Similarly, we did not observe a significant difference (t = 1.49, p > 0.05) between the number of individuals hunted in the Ouricuri rituals (\( \overline{\mathrm{X}} \) = 85, dp = 51.02) and the other months of the year (\( \overline{\mathrm{X}} \) = 38.62, dp = 50.19), and there was no difference (t = − 1.86, p > 0.05) between the biomass hunted during the Ouricuri ritual (\( \overline{\mathrm{X}} \) = 22.87, dp = 6.19), and after the ritual (\( \overline{\mathrm{X}} \) = 13.58, dp = 11.07). Furthermore, we did not find any variation between the periods mentioned above in relation to the number of hunted species (R2 = 0.13, F = 1.53, p > 0.05). Finally, the analysis of indicator species found that only Z. auriculata is significantly associated with the dry period in the region that corresponds to the same period of the Ouricuri ritual (Stat = 0.96, p < 0.05), being it predominantly hunted in this period. These results show us that the migratory event related to the Ouricuri ritual is not a factor that generates variation in the amount of game meat hunted.

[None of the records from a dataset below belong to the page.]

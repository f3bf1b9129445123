// ERC-7201 namespaced storage
//
// base = keccak256(abi.encode(uint256(keccak256(id)) - 1)) & ~0xff

use ethers::abi::Token;
use ethers::types::{H256, U256};

use crate::ethereum::CryptoOps;

/// Computes the base slot of an ERC-7201 namespace such as `"example.main"`
pub fn calculate_erc7201_base_slot<C: CryptoOps + ?Sized>(crypto: &C, namespace_id: &str) -> H256 {
    let id_hash = crypto.keccak256(namespace_id.as_bytes());
    let (decremented, _) = U256::from_big_endian(id_hash.as_bytes()).overflowing_sub(U256::one());

    let encoded = crypto.encode_abi_parameters(&[Token::Uint(decremented)]);
    let mut slot = crypto.keccak256(&encoded);
    slot.0[31] = 0;
    slot
}
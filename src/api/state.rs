// State verification
//
// Runs view calls, namespace checks, explicit slot checks and schema-resolved
// storage paths against one contract. The four categories run concurrently and
// so does every item inside a category; results come back in configuration
// order and a failing item never affects its siblings.

use std::future::Future;
use std::sync::Arc;

use anyhow::Result;
use common::CheckStatus;
use ethers::abi::Abi;
use ethers::types::Address;
use log::{debug, warn};
use serde_json::Value;
use tokio::task::JoinSet;

use crate::api::types::{StateVerificationConfig, StateVerificationResult, ViewCallConfig, ViewCallResult};
use crate::compare::{abbreviate, compare_values};
use crate::error::VerifyError;
use crate::ethereum::{token_to_value, ChainAdapter};
use crate::storage::{
    verify_namespace, verify_slot, verify_storage_path, NamespaceConfig, NamespaceResult, SlotConfig, SlotResult,
    StoragePathConfig, StoragePathResult, StorageSchema,
};

const TASK_LOST: &str = "check task did not complete";

/// Shared inputs of one contract's state checks
#[derive(Clone)]
pub struct StateContext {
    pub adapter: Arc<dyn ChainAdapter>,
    pub address: Address,
    pub abi: Arc<Abi>,
    /// Schema for storage paths, or why none is available
    pub schema: Result<Arc<StorageSchema>, String>,
}

/// Runs every configured state check and aggregates them
pub async fn verify_state(context: StateContext, config: &StateVerificationConfig) -> StateVerificationResult {
    let (view_call_results, namespace_results, slot_results, storage_path_results) = tokio::join!(
        run_view_calls(&context, &config.view_calls),
        run_namespaces(&context, &config.namespaces),
        run_slots(&context, &config.slots),
        run_storage_paths(&context, &config.storage_paths),
    );

    let mut result = StateVerificationResult {
        status: CheckStatus::Skip,
        message: String::new(),
        view_call_results,
        namespace_results,
        slot_results,
        storage_path_results,
    };

    let statuses = result.statuses();
    let passed = statuses.iter().filter(|status| status.is_pass()).count();
    let total = statuses.len();

    (result.status, result.message) = if total == 0 {
        (CheckStatus::Skip, "No state checks configured".to_string())
    } else if passed == total {
        (CheckStatus::Pass, format!("All {} state checks passed", total))
    } else {
        (CheckStatus::Fail, format!("{}/{} state checks passed", passed, total))
    };
    debug!("State verification of {:?}: {}", context.address, result.message);

    result
}

/// Calls a view function and compares its decoded output
pub async fn execute_view_call(
    adapter: &dyn ChainAdapter,
    address: Address,
    abi: &Abi,
    config: &ViewCallConfig,
) -> ViewCallResult {
    if abi.function(&config.function).is_err() {
        return failed_call(config, VerifyError::FunctionNotFound(config.function.clone()).to_string());
    }

    let actual = match call_view(adapter, address, abi, config).await {
        Ok(actual) => actual,
        Err(e) => return failed_call(config, format!("Call failed: {:#}", e)),
    };

    let pass = compare_values(&actual, &config.expected, config.comparison);
    let message = if pass {
        format!("{}() = {}", config.function, abbreviate(&actual, 8))
    } else {
        format!(
            "Expected {}, got {}",
            abbreviate(&config.expected, 8),
            abbreviate(&actual, 8)
        )
    };

    ViewCallResult {
        function: config.function.clone(),
        expected: config.expected.clone(),
        actual: Some(actual),
        status: CheckStatus::from_pass(pass),
        message,
    }
}

async fn call_view(adapter: &dyn ChainAdapter, address: Address, abi: &Abi, config: &ViewCallConfig) -> Result<Value> {
    let calldata = adapter.encode_function_data(abi, &config.function, &config.params)?;
    let output = adapter.call(address, calldata).await?;
    let tokens = adapter.decode_function_result(abi, &config.function, &output)?;

    let mut values: Vec<Value> = tokens.iter().map(|token| token_to_value(adapter, token)).collect();
    Ok(if values.len() == 1 {
        values.remove(0)
    } else {
        Value::Array(values)
    })
}

fn failed_call(config: &ViewCallConfig, message: String) -> ViewCallResult {
    ViewCallResult {
        function: config.function.clone(),
        expected: config.expected.clone(),
        actual: None,
        status: CheckStatus::Fail,
        message,
    }
}

async fn run_view_calls(context: &StateContext, calls: &[ViewCallConfig]) -> Vec<ViewCallResult> {
    let tasks = calls
        .iter()
        .cloned()
        .map(|call| {
            let context = context.clone();
            async move { execute_view_call(&*context.adapter, context.address, &context.abi, &call).await }
        })
        .collect();

    join_ordered(tasks, |index| failed_call(&calls[index], format!("Call failed: {}", TASK_LOST))).await
}

async fn run_namespaces(context: &StateContext, namespaces: &[NamespaceConfig]) -> Vec<NamespaceResult> {
    let tasks = namespaces
        .iter()
        .cloned()
        .map(|namespace| {
            let context = context.clone();
            async move { verify_namespace(&*context.adapter, context.address, &namespace).await }
        })
        .collect();

    join_ordered(tasks, |index| NamespaceResult {
        namespace_id: namespaces[index].id.clone(),
        base_slot: "error".to_string(),
        variables: Vec::new(),
        status: CheckStatus::Fail,
        message: TASK_LOST.to_string(),
    })
    .await
}

async fn run_slots(context: &StateContext, slots: &[SlotConfig]) -> Vec<SlotResult> {
    let tasks = slots
        .iter()
        .cloned()
        .map(|slot| {
            let context = context.clone();
            async move { verify_slot(&*context.adapter, context.address, &slot).await }
        })
        .collect();

    join_ordered(tasks, |index| SlotResult {
        slot: slots[index].slot.clone(),
        name: slots[index].name.clone(),
        expected: slots[index].expected.clone(),
        actual: None,
        status: CheckStatus::Fail,
        message: format!("Failed to read slot: {}", TASK_LOST),
    })
    .await
}

async fn run_storage_paths(context: &StateContext, paths: &[StoragePathConfig]) -> Vec<StoragePathResult> {
    let failed = |config: &StoragePathConfig, message: String| StoragePathResult {
        path: config.path.clone(),
        computed_slot: "error".to_string(),
        solidity_type: "unknown".to_string(),
        expected: config.expected.clone(),
        actual: None,
        status: CheckStatus::Fail,
        message,
    };

    let schema = match &context.schema {
        Ok(schema) => schema.clone(),
        Err(reason) => {
            return paths
                .iter()
                .map(|config| failed(config, format!("Error: {}", reason)))
                .collect()
        }
    };

    let tasks = paths
        .iter()
        .cloned()
        .map(|path| {
            let context = context.clone();
            let schema = schema.clone();
            async move { verify_storage_path(&*context.adapter, context.address, &path, &schema).await }
        })
        .collect();

    join_ordered(tasks, |index| failed(&paths[index], format!("Error: {}", TASK_LOST))).await
}

/// Spawns every task on a `JoinSet` and returns the outputs in input order.
///
/// A task that panics or is cancelled is replaced by `fallback(index)`.
async fn join_ordered<T, F>(tasks: Vec<F>, fallback: impl Fn(usize) -> T) -> Vec<T>
where
    F: Future<Output = T> + Send + 'static,
    T: Send + 'static,
{
    let count = tasks.len();
    let mut set = JoinSet::new();
    for (index, task) in tasks.into_iter().enumerate() {
        set.spawn(async move { (index, task.await) });
    }

    let mut slots: Vec<Option<T>> = std::iter::repeat_with(|| None).take(count).collect();
    while let Some(joined) = set.join_next().await {
        match joined {
            Ok((index, output)) => slots[index] = Some(output),
            Err(e) => warn!("State check task failed: {}", e),
        }
    }

    slots
        .into_iter()
        .enumerate()
        .map(|(index, slot)| slot.unwrap_or_else(|| fallback(index)))
        .collect()
}
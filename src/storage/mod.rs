pub mod decode;
pub mod erc7201;
pub mod path;
pub mod schema;
pub mod verify;

pub use decode::{decode_slot_value, type_bytes};
pub use erc7201::calculate_erc7201_base_slot;
pub use path::{compute_slot, parse_path, ComputedSlot, ParsedPath, PathSegment};
pub use schema::{FieldDef, StorageSchema, StructDef};
pub use verify::*;

use ethers::types::{H256, U256};

/// Big-endian 32-byte word of `value`
pub fn word_from_u256(value: U256) -> H256 {
    let mut word = [0u8; 32];
    value.to_big_endian(&mut word);
    H256(word)
}

/// Full 0x-prefixed hex of a slot
pub fn slot_hex(slot: &H256) -> String {
    format!("{:?}", slot)
}
// Storage word decoding
//
// Values are packed right-aligned: a field of `n` bytes at byte offset `o`
// occupies bytes `[32 - o - n, 32 - o)` of the big-endian word.

use ethers::types::{H256, I256, U256};
use serde_json::Value;

use crate::error::{VerifyError, VerifyResult};
use crate::ethereum::CryptoOps;

/// Width in bytes of a Solidity value type; reference and unknown types take a full word
pub fn type_bytes(solidity_type: &str) -> usize {
    match solidity_type {
        "address" => 20,
        "bool" => 1,
        _ => scalar_width(solidity_type).unwrap_or(32),
    }
}

/// Byte width of `uintN`, `intN` or `bytesN`
fn scalar_width(solidity_type: &str) -> Option<usize> {
    let (bits_per_unit, digits) = if let Some(d) = solidity_type.strip_prefix("uint") {
        (8, d)
    } else if let Some(d) = solidity_type.strip_prefix("int") {
        (8, d)
    } else if let Some(d) = solidity_type.strip_prefix("bytes") {
        (1, d)
    } else {
        return None;
    };

    if digits.is_empty() {
        // `uint`/`int` alias the 256-bit types; dynamic `bytes` takes a full word
        return Some(32);
    }
    let size: usize = digits.parse().ok()?;
    let width = if bits_per_unit == 8 { size / 8 } else { size };
    let valid = if bits_per_unit == 8 {
        size % 8 == 0 && (8..=256).contains(&size)
    } else {
        (1..=32).contains(&size)
    };
    valid.then_some(width)
}

fn is_unsigned(solidity_type: &str) -> bool {
    solidity_type.starts_with("uint")
}

fn is_signed(solidity_type: &str) -> bool {
    solidity_type.starts_with("int")
}

/// Raw bytes of a packed field
pub fn extract_field(word: &H256, solidity_type: &str, byte_offset: usize) -> VerifyResult<Vec<u8>> {
    let width = type_bytes(solidity_type);
    if byte_offset + width > 32 {
        return Err(VerifyError::PackedFieldOverflow {
            solidity_type: solidity_type.to_string(),
            offset: byte_offset,
        });
    }
    let start = 32 - byte_offset - width;
    Ok(word.as_bytes()[start..start + width].to_vec())
}

/// Decodes a packed field from a storage word into a JSON value.
///
/// Addresses come back checksummed, integers as decimal strings, `bool` as a
/// JSON boolean and everything else as 0x-prefixed hex.
pub fn decode_slot_value<C: CryptoOps + ?Sized>(
    crypto: &C,
    word: &H256,
    solidity_type: &str,
    byte_offset: usize,
) -> VerifyResult<Value> {
    let bytes = extract_field(word, solidity_type, byte_offset)?;

    let value = match solidity_type {
        "address" => {
            let address = ethers::types::Address::from_slice(&bytes);
            Value::String(crypto.checksum_address(&address))
        }
        "bool" => Value::Bool(bytes.iter().any(|b| *b != 0)),
        t if is_unsigned(t) => Value::String(U256::from_big_endian(&bytes).to_string()),
        t if is_signed(t) => Value::String(decode_signed(&bytes)),
        _ => Value::String(format!("0x{}", hex::encode(&bytes))),
    };
    Ok(value)
}

/// Two's complement decoding at the width of `bytes`
pub fn decode_signed(bytes: &[u8]) -> String {
    let negative = bytes.first().map_or(false, |b| b & 0x80 != 0);
    if !negative {
        return U256::from_big_endian(bytes).to_string();
    }

    // sign-extend to 256 bits
    let mut extended = [0xffu8; 32];
    extended[32 - bytes.len()..].copy_from_slice(bytes);
    I256::from_raw(U256::from_big_endian(&extended)).to_string()
}

#[cfg(test)]
mod tests {
    use super::*;
    use crate::ethereum::EthersCrypto;

    fn word(hex_str: &str) -> H256 {
        let padded = format!("{:0>64}", hex_str);
        let mut bytes = [0u8; 32];
        bytes.copy_from_slice(&hex::decode(padded).unwrap());
        H256(bytes)
    }

    #[test]
    fn test_type_bytes() {
        assert_eq!(type_bytes("address"), 20);
        assert_eq!(type_bytes("bool"), 1);
        assert_eq!(type_bytes("uint96"), 12);
        assert_eq!(type_bytes("int24"), 3);
        assert_eq!(type_bytes("bytes4"), 4);
        assert_eq!(type_bytes("bytes32"), 32);
        assert_eq!(type_bytes("uint"), 32);
        assert_eq!(type_bytes("mapping(address => uint256)"), 32);
        assert_eq!(type_bytes("uint7"), 32);
    }

    #[test]
    fn test_decode_packed_fields() {
        // uint16 at offset 0 = 0x1388 (5000), uint16 at offset 2 = 0x07d0 (2000)
        let packed = word("07d01388");
        let crypto = EthersCrypto;
        assert_eq!(decode_slot_value(&crypto, &packed, "uint16", 0).unwrap(), Value::String("5000".into()));
        assert_eq!(decode_slot_value(&crypto, &packed, "uint16", 2).unwrap(), Value::String("2000".into()));
    }

    #[test]
    fn test_decode_address_and_bool() {
        // address at offset 4 follows three bools and a uint8
        let packed = word("5aaeb6053f3e94c9b9a09f33669435e7ef1beaed01000102");
        let crypto = EthersCrypto;
        assert_eq!(
            decode_slot_value(&crypto, &packed, "address", 4).unwrap(),
            Value::String("0x5aAeb6053F3E94C9b9A09f33669435E7Ef1BeAed".into())
        );
        assert_eq!(decode_slot_value(&crypto, &packed, "uint8", 0).unwrap(), Value::String("2".into()));
        assert_eq!(decode_slot_value(&crypto, &packed, "bool", 1).unwrap(), Value::Bool(true));
        assert_eq!(decode_slot_value(&crypto, &packed, "bool", 2).unwrap(), Value::Bool(false));
        assert_eq!(decode_slot_value(&crypto, &packed, "bool", 3).unwrap(), Value::Bool(true));
    }

    #[test]
    fn test_decode_signed() {
        let crypto = EthersCrypto;
        assert_eq!(decode_slot_value(&crypto, &word("ff"), "int8", 0).unwrap(), Value::String("-1".into()));
        assert_eq!(decode_slot_value(&crypto, &word("7f"), "int8", 0).unwrap(), Value::String("127".into()));
        assert_eq!(
            decode_slot_value(&crypto, &word(&"f".repeat(64)), "int256", 0).unwrap(),
            Value::String("-1".into())
        );
        assert_eq!(decode_signed(&[0x80, 0x00]), "-32768");
    }

    #[test]
    fn test_decode_bytes_and_overflow() {
        let crypto = EthersCrypto;
        let value = word("deadbeef");
        assert_eq!(
            decode_slot_value(&crypto, &value, "bytes4", 0).unwrap(),
            Value::String("0xdeadbeef".into())
        );
        assert!(matches!(
            decode_slot_value(&crypto, &value, "address", 16),
            Err(VerifyError::PackedFieldOverflow { .. })
        ));
    }
}
/// Slot of `mapping[key]` for a mapping stored at `slot`
pub fn mapping_slot<C: CryptoOps + ?Sized>(crypto: &C, key: &EncodedKey, slot: U256) -> H256 {
    match key {
        EncodedKey::Word(token) => {
            crypto.keccak256(&crypto.encode_abi_parameters(&[token.clone(), Token::Uint(slot)]))
        }
        EncodedKey::Raw(bytes) => {
            let mut preimage = bytes.clone();
            preimage.extend_from_slice(word_from_u256(slot).as_bytes());
            crypto.keccak256(&preimage)
        }
    }
}

/// First data slot of a dynamic array stored at `slot`
pub fn array_data_slot<C: CryptoOps + ?Sized>(crypto: &C, slot: U256) -> U256 {
    let hash = crypto.keccak256(&crypto.encode_abi_parameters(&[Token::Uint(slot)]));
    U256::from_big_endian(hash.as_bytes())
}

/// Parses an explicit hex slot into a word
pub fn parse_slot(slot: &str) -> VerifyResult<U256> {
    let digits = slot.trim().strip_prefix("0x").unwrap_or(slot.trim());
    if digits.is_empty() || digits.len() > 64 || !digits.bytes().all(|b| b.is_ascii_hexdigit()) {
        return Err(VerifyError::InvalidSlot(slot.to_string()));
    }
    U256::from_str_radix(digits, 16).map_err(|_| VerifyError::InvalidSlot(slot.to_string()))
}

/// Walks `parsed` through `schema`, producing the final slot, type and byte offset
pub fn compute_slot<C: CryptoOps + ?Sized>(
    crypto: &C,
    parsed: &ParsedPath,
    schema: &StorageSchema,
) -> VerifyResult<ComputedSlot> {
    let root = schema
        .get(&parsed.struct_name)
        .ok_or_else(|| VerifyError::UnknownStruct(parsed.struct_name.clone()))?;

    let base = if let Some(base_slot) = &root.base_slot {
        parse_slot(base_slot)?
    } else if let Some(namespace) = &root.namespace {
        U256::from_big_endian(calculate_erc7201_base_slot(crypto, namespace).as_bytes())
    } else {
        return Err(VerifyError::MissingBaseSlot(parsed.struct_name.clone()));
    };

    let mut slot = base;
    let mut solidity_type = "uint256".to_string();
    let mut byte_offset = 0;
    let mut current: Option<(&str, &StructDef)> = Some((parsed.struct_name.as_str(), root));

    for segment in &parsed.segments {
        match segment {
            PathSegment::Field(name) => {
                let (struct_name, def) = current.ok_or_else(|| VerifyError::NotAStruct(name.clone()))?;
                let field = def.fields.get(name).ok_or_else(|| VerifyError::UnknownField {
                    structure: struct_name.to_string(),
                    field: name.clone(),
                })?;

                slot = slot.overflowing_add(U256::from(field.slot)).0;
                solidity_type = field.solidity_type.clone();
                byte_offset = field.byte_offset.unwrap_or(0);
                current = struct_for(schema, &field.solidity_type);
            }
            PathSegment::ArrayLength => {
                if array_element_type(&solidity_type).is_none() {
                    return Err(path_error(&parsed.raw, format!("{} is not a dynamic array", solidity_type)));
                }
                solidity_type = "uint256".to_string();
                byte_offset = 0;
                current = None;
            }
            PathSegment::ArrayIndex(index) => {
                let element = array_element_type(&solidity_type)
                    .ok_or_else(|| path_error(&parsed.raw, format!("cannot index {} with [{}]", solidity_type, index)))?
                    .to_string();
                let data = array_data_slot(crypto, slot);
                let index = U256::from(*index);

                match schema.get(&element) {
                    Some(def) => {
                        slot = data.overflowing_add(index * U256::from(def.slot_count())).0;
                        byte_offset = 0;
                    }
                    None => {
                        let width = type_bytes(&element);
                        let per_slot = if width < 32 { 32 / width } else { 1 };
                        slot = data.overflowing_add(index / U256::from(per_slot)).0;
                        byte_offset = (index % U256::from(per_slot)).as_usize() * width;
                    }
                }
                current = struct_for(schema, &element);
                solidity_type = element;
            }
            PathSegment::MappingKey(key) => {
                let (key_type, value_type) = mapping_types(&solidity_type)
                    .ok_or_else(|| path_error(&parsed.raw, format!("cannot look up [{}] in {}", key, solidity_type)))?;
                let encoded = encode_key(key, key_type)?;
                let value_type = value_type.to_string();

                slot = U256::from_big_endian(mapping_slot(crypto, &encoded, slot).as_bytes());
                byte_offset = 0;
                current = struct_for(schema, &value_type);
                solidity_type = value_type;
            }
        }
    }

    Ok(ComputedSlot {
        slot: word_from_u256(slot),
        solidity_type,
        byte_offset,
    })
}

fn struct_for<'s>(schema: &'s StorageSchema, solidity_type: &str) -> Option<(&'s str, &'s StructDef)> {
    if is_primitive_type(solidity_type) {
        return None;
    }
    schema
        .structs
        .get_key_value(solidity_type)
        .map(|(name, def)| (name.as_str(), def))
}
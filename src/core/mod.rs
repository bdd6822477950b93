//! Core data types for calibration frame matching.
//!
//! This module provides the fundamental types used throughout the library:
//!
//! - [`FrameMetadata`](metadata::FrameMetadata): normalized metadata of one frame with
//!   typed, absence-tolerant readers
//! - [`CalibrationPool`](pool::CalibrationPool): insertion-ordered candidate frames keyed
//!   by identifier
//! - [`FrameType`](types::FrameType), [`CalibrationKind`](types::CalibrationKind): frame
//!   classification, plus the normalized header names and type tags
//!
//! ## Frame Types
//!
//! | Kind | Raw tag | Master tag    |
//! |------|---------|---------------|
//! | Dark | DARK    | MASTER DARK   |
//! | Bias | BIAS    | MASTER BIAS   |
//! | Flat | FLAT    | MASTER FLAT   |
//!
//! Tags are compared after upper-casing the frame's `type` field; there is no
//! substring or fuzzy matching.

pub mod metadata;
pub mod pool;
pub mod types;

Seasonal variations in the hunting of game meat

The rainfall variation during the year of observation neither explained the number of individuals hunted per month (R2 = 0.04, F = 0.471, p > 0.05) nor the biomass (R2 = 0.01, F = 0.126; p > 0.05). In addition, there was no seasonal variation (dry and rainy) in the number of individuals hunted per species (R2 = 0.05, F = 0.62, p > 0.05). Finally, the analysis of indicator species found that only Patagioenas picazuro (Temminck, 1813) is significantly associated with the rainy season (Stat = 0.857, p < 0.05), and it is possibly the most hunted in this period.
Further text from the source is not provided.